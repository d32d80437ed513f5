//! Database schema and message types

use chrono::{DateTime, Utc};
use serde::{Deserialize, Serialize};
use serde_json::{Map, Value};
use std::fmt;

/// SQL schema for initialization
pub const SCHEMA: &str = r"
CREATE TABLE IF NOT EXISTS sessions (
    id TEXT PRIMARY KEY,
    title TEXT,
    created_at TEXT NOT NULL,
    updated_at TEXT NOT NULL
);

CREATE INDEX IF NOT EXISTS idx_sessions_updated ON sessions(updated_at DESC);

CREATE TABLE IF NOT EXISTS messages (
    message_id TEXT PRIMARY KEY,
    session_id TEXT NOT NULL,
    sequence_id INTEGER NOT NULL,
    role TEXT NOT NULL,
    content TEXT NOT NULL,
    created_at TEXT NOT NULL,

    UNIQUE (session_id, sequence_id),
    FOREIGN KEY (session_id) REFERENCES sessions(id) ON DELETE CASCADE
);

CREATE INDEX IF NOT EXISTS idx_messages_session ON messages(session_id, sequence_id);
";

/// Message role
#[derive(Debug, Clone, Copy, PartialEq, Eq, Hash, Serialize, Deserialize)]
#[serde(rename_all = "snake_case")]
pub enum Role {
    System,
    Human,
    Assistant,
    ToolResult,
}

impl fmt::Display for Role {
    fn fmt(&self, f: &mut fmt::Formatter<'_>) -> fmt::Result {
        match self {
            Role::System => write!(f, "system"),
            Role::Human => write!(f, "human"),
            Role::Assistant => write!(f, "assistant"),
            Role::ToolResult => write!(f, "tool_result"),
        }
    }
}

/// A tool invocation requested by the model
#[derive(Debug, Clone, PartialEq, Serialize, Deserialize)]
pub struct ToolCallRequest {
    pub call_id: String,
    pub tool_name: String,
    #[serde(default)]
    pub arguments: Map<String, Value>,
}

impl ToolCallRequest {
    pub fn new(
        call_id: impl Into<String>,
        tool_name: impl Into<String>,
        arguments: Map<String, Value>,
    ) -> Self {
        Self {
            call_id: call_id.into(),
            tool_name: tool_name.into(),
            arguments,
        }
    }
}

/// How a tool result value should be interpreted by a presentation layer
#[derive(Debug, Clone, Copy, PartialEq, Eq, Default, Serialize, Deserialize)]
#[serde(rename_all = "snake_case")]
pub enum ResultKind {
    #[default]
    Text,
    Json,
    FilePath,
    ImagePath,
}

/// Payload of a `tool_result` message
#[derive(Debug, Clone, PartialEq, Serialize, Deserialize)]
pub struct ToolResultContent {
    pub call_id: String,
    pub tool_name: String,
    pub content: String,
    #[serde(default)]
    pub is_error: bool,
    #[serde(default)]
    pub kind: ResultKind,
}

impl ToolResultContent {
    /// Error result with text content
    pub fn error(
        call_id: impl Into<String>,
        tool_name: impl Into<String>,
        content: impl Into<String>,
    ) -> Self {
        Self {
            call_id: call_id.into(),
            tool_name: tool_name.into(),
            content: content.into(),
            is_error: true,
            kind: ResultKind::Text,
        }
    }
}

/// Typed message content, discriminated by role.
///
/// Role-specific fields live on their variant, so an assistant message is the
/// only place tool calls can appear and a tool result always names its call.
#[derive(Debug, Clone, PartialEq, Serialize, Deserialize)]
#[serde(tag = "role", rename_all = "snake_case")]
pub enum MessageContent {
    System {
        content: String,
    },
    Human {
        content: String,
    },
    Assistant {
        #[serde(default)]
        content: String,
        #[serde(default, skip_serializing_if = "Vec::is_empty")]
        tool_calls: Vec<ToolCallRequest>,
    },
    ToolResult(ToolResultContent),
}

impl MessageContent {
    pub fn system(content: impl Into<String>) -> Self {
        MessageContent::System {
            content: content.into(),
        }
    }

    pub fn human(content: impl Into<String>) -> Self {
        MessageContent::Human {
            content: content.into(),
        }
    }

    pub fn assistant(content: impl Into<String>, tool_calls: Vec<ToolCallRequest>) -> Self {
        MessageContent::Assistant {
            content: content.into(),
            tool_calls,
        }
    }

    pub fn tool_result(result: ToolResultContent) -> Self {
        MessageContent::ToolResult(result)
    }

    pub fn role(&self) -> Role {
        match self {
            MessageContent::System { .. } => Role::System,
            MessageContent::Human { .. } => Role::Human,
            MessageContent::Assistant { .. } => Role::Assistant,
            MessageContent::ToolResult(_) => Role::ToolResult,
        }
    }

    /// Text content of the message
    pub fn text(&self) -> &str {
        match self {
            MessageContent::System { content }
            | MessageContent::Human { content }
            | MessageContent::Assistant { content, .. } => content,
            MessageContent::ToolResult(result) => &result.content,
        }
    }

    /// Tool calls requested by this message (empty unless assistant)
    pub fn tool_calls(&self) -> &[ToolCallRequest] {
        match self {
            MessageContent::Assistant { tool_calls, .. } => tool_calls,
            _ => &[],
        }
    }

    pub fn has_tool_calls(&self) -> bool {
        !self.tool_calls().is_empty()
    }
}

/// A persisted message
#[derive(Debug, Clone, PartialEq, Serialize, Deserialize)]
pub struct Message {
    pub message_id: String,
    pub session_id: String,
    pub sequence_id: i64,
    #[serde(flatten)]
    pub content: MessageContent,
    pub created_at: DateTime<Utc>,
}

impl Message {
    pub fn role(&self) -> Role {
        self.content.role()
    }
}

/// Session listing entry
#[derive(Debug, Clone, Serialize, Deserialize)]
pub struct SessionSummary {
    pub id: String,
    pub title: Option<String>,
    pub message_count: i64,
    pub created_at: DateTime<Utc>,
    pub updated_at: DateTime<Utc>,
}

#[cfg(test)]
mod tests {
    use super::*;
    use serde_json::json;

    #[test]
    fn test_message_content_tagged_by_role() {
        let msg = MessageContent::assistant(
            "",
            vec![ToolCallRequest::new(
                "call-1",
                "add",
                json!({"a": 2, "b": 3}).as_object().cloned().unwrap(),
            )],
        );
        let value = serde_json::to_value(&msg).unwrap();
        assert_eq!(value["role"], "assistant");
        assert_eq!(value["tool_calls"][0]["tool_name"], "add");

        let back: MessageContent = serde_json::from_value(value).unwrap();
        assert_eq!(back, msg);
    }

    #[test]
    fn test_tool_result_defaults() {
        let value = json!({
            "role": "tool_result",
            "call_id": "call-1",
            "tool_name": "add",
            "content": "5"
        });
        let msg: MessageContent = serde_json::from_value(value).unwrap();
        match msg {
            MessageContent::ToolResult(result) => {
                assert!(!result.is_error);
                assert_eq!(result.kind, ResultKind::Text);
            }
            other => panic!("Expected tool result, got {other:?}"),
        }
    }

    #[test]
    fn test_plain_assistant_omits_tool_calls() {
        let value = serde_json::to_value(MessageContent::assistant("hi", vec![])).unwrap();
        assert!(value.get("tool_calls").is_none());
        assert_eq!(MessageContent::assistant("hi", vec![]).role(), Role::Assistant);
    }
}
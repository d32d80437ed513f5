//! String reversal

use super::{parse_input, Tool, ToolContext, ToolOutput};
use async_trait::async_trait;
use serde::Deserialize;
use serde_json::{json, Value};

pub struct ReverseTool;

#[derive(Debug, Deserialize)]
struct ReverseInput {
    string: String,
}

#[async_trait]
impl Tool for ReverseTool {
    fn name(&self) -> &'static str {
        "reverse"
    }

    fn description(&self) -> String {
        "Reverse a string character by character.".to_string()
    }

    fn input_schema(&self) -> Value {
        json!({
            "type": "object",
            "required": ["string"],
            "properties": {
                "string": {"type": "string", "description": "Text to reverse"}
            }
        })
    }

    async fn run(&self, input: Value, _ctx: ToolContext) -> ToolOutput {
        match parse_input::<ReverseInput>(input) {
            Ok(input) => ToolOutput::success(input.string.chars().rev().collect::<String>()),
            Err(e) => e,
        }
    }
}

#[cfg(test)]
mod tests {
    use super::*;
    use crate::tools::test_context;

    #[tokio::test]
    async fn test_reverse() {
        let dir = tempfile::tempdir().unwrap();
        let result = ReverseTool
            .run(json!({"string": "hello"}), test_context(dir.path()))
            .await;
        assert!(result.success);
        assert_eq!(result.output, "olleh");
    }

    #[tokio::test]
    async fn test_reverse_unicode() {
        let dir = tempfile::tempdir().unwrap();
        let result = ReverseTool
            .run(json!({"string": "añb"}), test_context(dir.path()))
            .await;
        assert_eq!(result.output, "bña");
    }

    #[tokio::test]
    async fn test_reverse_missing_argument() {
        let dir = tempfile::tempdir().unwrap();
        let result = ReverseTool.run(json!({}), test_context(dir.path())).await;
        assert!(!result.success);
    }
}
//! Execution policy for tool calls
//!
//! Every call is checked before it runs. Tools flagged destructive (shell,
//! file writes) are the ones a policy normally guards.

use super::ToolSpec;
use crate::db::ToolCallRequest;
use async_trait::async_trait;
use std::collections::HashMap;
use std::str::FromStr;

/// Outcome of a policy check
#[derive(Debug, Clone, PartialEq, Eq)]
pub enum PolicyDecision {
    Allow,
    Deny { reason: String },
    /// Run only if a confirmer approves
    Confirm,
}

pub trait ToolExecutionPolicy: Send + Sync {
    fn decide(&self, spec: &ToolSpec, request: &ToolCallRequest) -> PolicyDecision;
}

/// Asks an operator (or an automated stand-in) to approve a guarded call
#[async_trait]
pub trait ToolConfirmer: Send + Sync {
    async fn confirm(&self, session_id: &str, spec: &ToolSpec, request: &ToolCallRequest) -> bool;
}

/// Action configured for a rule
#[derive(Debug, Clone, Copy, PartialEq, Eq, Default)]
pub enum RuleAction {
    Allow,
    Deny,
    #[default]
    Confirm,
}

impl FromStr for RuleAction {
    type Err = String;

    fn from_str(s: &str) -> Result<Self, Self::Err> {
        match s.trim().to_ascii_lowercase().as_str() {
            "allow" => Ok(Self::Allow),
            "deny" => Ok(Self::Deny),
            "confirm" => Ok(Self::Confirm),
            other => Err(format!(
                "invalid tool policy '{other}' (expected allow, deny or confirm)"
            )),
        }
    }
}

/// Policy driven by a default for destructive tools plus per-tool overrides
#[derive(Debug, Clone, Default)]
pub struct RulePolicy {
    destructive: RuleAction,
    overrides: HashMap<String, RuleAction>,
}

impl RulePolicy {
    pub fn new(destructive: RuleAction) -> Self {
        Self {
            destructive,
            overrides: HashMap::new(),
        }
    }

    /// Everything runs unguarded
    pub fn allow_all() -> Self {
        Self::new(RuleAction::Allow)
    }

    /// Override the action for one tool, destructive or not
    #[must_use]
    pub fn with_rule(mut self, tool_name: impl Into<String>, action: RuleAction) -> Self {
        self.overrides.insert(tool_name.into(), action);
        self
    }
}

impl ToolExecutionPolicy for RulePolicy {
    fn decide(&self, spec: &ToolSpec, _request: &ToolCallRequest) -> PolicyDecision {
        let action = match self.overrides.get(&spec.name) {
            Some(action) => *action,
            None if spec.destructive => self.destructive,
            None => RuleAction::Allow,
        };

        match action {
            RuleAction::Allow => PolicyDecision::Allow,
            RuleAction::Deny => PolicyDecision::Deny {
                reason: format!("Tool '{}' is disabled by the execution policy", spec.name),
            },
            RuleAction::Confirm => PolicyDecision::Confirm,
        }
    }
}
#[cfg(test)]
mod tests {
    use super::*;
    use serde_json::json;

    fn add_call(id: &str) -> ToolCallRequest {
        ToolCallRequest::new(id, "add", json!({"a": 2, "b": 3}).as_object().cloned().unwrap())
    }

    #[test]
    fn test_create_session_seeds_system_message() {
        let db = Database::open_in_memory().unwrap();

        let session = db.create_session("s-1", "ground rules").unwrap();
        assert_eq!(session.id, "s-1");
        assert_eq!(session.message_count, 1);

        let messages = db.get_messages("s-1").unwrap();
        assert_eq!(messages.len(), 1);
        assert_eq!(messages[0].role(), Role::System);
        assert_eq!(messages[0].content.text(), "ground rules");
        assert_eq!(messages[0].sequence_id, 1);
    }

    #[test]
    fn test_create_duplicate_session_fails() {
        let db = Database::open_in_memory().unwrap();
        db.create_session("s-1", "rules").unwrap();
        assert!(db.create_session("s-1", "rules").is_err());
        assert_eq!(db.get_messages("s-1").unwrap().len(), 1);
    }

    #[test]
    fn test_append_and_read_in_order() {
        let db = Database::open_in_memory().unwrap();
        db.create_session("s-1", "rules").unwrap();

        let first = db
            .append_messages(
                "s-1",
                &[
                    MessageContent::human("add 2 and 3"),
                    MessageContent::assistant("", vec![add_call("call-1")]),
                ],
            )
            .unwrap();
        assert_eq!(first[0].sequence_id, 2);
        assert_eq!(first[1].sequence_id, 3);

        db.append_messages(
            "s-1",
            &[MessageContent::tool_result(ToolResultContent {
                call_id: "call-1".into(),
                tool_name: "add".into(),
                content: "5".into(),
                is_error: false,
                kind: ResultKind::Text,
            })],
        )
        .unwrap();

        let messages = db.get_messages("s-1").unwrap();
        let roles: Vec<Role> = messages.iter().map(Message::role).collect();
        assert_eq!(
            roles,
            vec![Role::System, Role::Human, Role::Assistant, Role::ToolResult]
        );
        assert_eq!(messages[2].content.tool_calls()[0].call_id, "call-1");

        let after = db.get_messages_after("s-1", 2).unwrap();
        assert_eq!(after.len(), 2);
        assert_eq!(after[0].role(), Role::Assistant);
    }

    #[test]
    fn test_read_unknown_session_is_empty() {
        let db = Database::open_in_memory().unwrap();
        assert!(db.get_messages("nope").unwrap().is_empty());
        assert!(matches!(
            db.get_session("nope"),
            Err(DbError::SessionNotFound(_))
        ));
    }

    #[test]
    fn test_list_sessions_only_appended() {
        let db = Database::open_in_memory().unwrap();
        db.append_messages("b", &[MessageContent::human("hi")]).unwrap();
        db.append_messages("a", &[MessageContent::human("hi")]).unwrap();
        db.append_messages("c", &[]).unwrap();

        let ids = db.list_sessions().unwrap();
        assert_eq!(ids.into_iter().collect::<Vec<_>>(), vec!["a", "b"]);
        assert_eq!(db.list_session_summaries().unwrap().len(), 2);
    }

    #[test]
    fn test_sessions_are_independent() {
        let db = Database::open_in_memory().unwrap();
        db.append_messages("a", &[MessageContent::human("one")]).unwrap();
        db.append_messages("b", &[MessageContent::human("two")]).unwrap();
        db.append_messages("a", &[MessageContent::human("three")]).unwrap();

        let a = db.get_messages("a").unwrap();
        let b = db.get_messages("b").unwrap();
        assert_eq!(a.len(), 2);
        assert_eq!(a[1].sequence_id, 2);
        assert_eq!(b.len(), 1);
        assert_eq!(b[0].content.text(), "two");
    }

    #[test]
    fn test_set_title() {
        let db = Database::open_in_memory().unwrap();
        db.create_session("s-1", "rules").unwrap();
        db.set_title("s-1", "Adding Numbers").unwrap();
        assert_eq!(
            db.get_session("s-1").unwrap().title.as_deref(),
            Some("Adding Numbers")
        );
        assert!(db.set_title("missing", "x").is_err());
    }

    #[test]
    fn test_history_survives_reopen() {
        let dir = tempfile::tempdir().unwrap();
        let path = dir.path().join("chat.db");

        {
            let db = Database::open(&path).unwrap();
            db.create_session("s-1", "rules").unwrap();
            db.append_messages(
                "s-1",
                &[
                    MessageContent::human("add"),
                    MessageContent::assistant("", vec![add_call("call-1")]),
                    MessageContent::tool_result(ToolResultContent {
                        call_id: "call-1".into(),
                        tool_name: "add".into(),
                        content: "5".into(),
                        is_error: false,
                        kind: ResultKind::Text,
                    }),
                ],
            )
            .unwrap();
        }

        let db = Database::open(&path).unwrap();
        let messages = db.get_messages("s-1").unwrap();
        assert_eq!(messages.len(), 4);
        match &messages[3].content {
            MessageContent::ToolResult(result) => {
                assert_eq!(result.call_id, "call-1");
                assert_eq!(result.content, "5");
            }
            other => panic!("Expected tool result, got {other:?}"),
        }
        assert!(db.list_sessions().unwrap().contains("s-1"));
    }

    #[test]
    fn test_repair_orphaned_tool_calls() {
        let db = Database::open_in_memory().unwrap();
        db.append_messages(
            "s-1",
            &[
                MessageContent::human("run things"),
                MessageContent::assistant("", vec![add_call("call-1"), add_call("call-2")]),
                MessageContent::tool_result(ToolResultContent {
                    call_id: "call-1".into(),
                    tool_name: "add".into(),
                    content: "5".into(),
                    is_error: false,
                    kind: ResultKind::Text,
                }),
            ],
        )
        .unwrap();

        assert_eq!(db.repair_orphaned_tool_calls().unwrap(), 1);

        let messages = db.get_messages("s-1").unwrap();
        assert_eq!(messages.len(), 4);
        match &messages[3].content {
            MessageContent::ToolResult(result) => {
                assert_eq!(result.call_id, "call-2");
                assert!(result.is_error);
                assert!(result.content.contains("interrupted"));
            }
            other => panic!("Expected tool result, got {other:?}"),
        }

        // Idempotent
        assert_eq!(db.repair_orphaned_tool_calls().unwrap(), 0);
    }

    #[test]
    fn test_repair_fills_gap_before_later_messages() {
        let db = Database::open_in_memory().unwrap();
        db.append_messages(
            "s-1",
            &[
                MessageContent::human("add"),
                MessageContent::assistant("", vec![add_call("c1")]),
                MessageContent::human("still there?"),
                MessageContent::assistant("yes", vec![]),
            ],
        )
        .unwrap();

        assert_eq!(db.repair_orphaned_tool_calls().unwrap(), 1);
        assert_eq!(db.repair_orphaned_tool_calls().unwrap(), 0);
        assert_eq!(db.repair_orphaned_tool_calls().unwrap(), 0);

        let messages = db.get_messages("s-1").unwrap();
        let roles: Vec<Role> = messages.iter().map(Message::role).collect();
        assert_eq!(
            roles,
            vec![
                Role::Human,
                Role::Assistant,
                Role::ToolResult,
                Role::Human,
                Role::Assistant
            ]
        );
        let sequence_ids: Vec<i64> = messages.iter().map(|m| m.sequence_id).collect();
        assert_eq!(sequence_ids, vec![1, 2, 3, 4, 5]);
        assert_eq!(messages[3].content.text(), "still there?");

        let history: Vec<MessageContent> = messages.into_iter().map(|m| m.content).collect();
        assert!(find_orphan_gaps(&history).is_empty());

        // New appends continue after the renumbered tail
        let appended = db
            .append_messages("s-1", &[MessageContent::human("again")])
            .unwrap();
        assert_eq!(appended[0].sequence_id, 6);
    }
}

____________________

Directions: The answer must consist solely of the number of lines in the entries that contain the word "TABLE".

Task solution: 2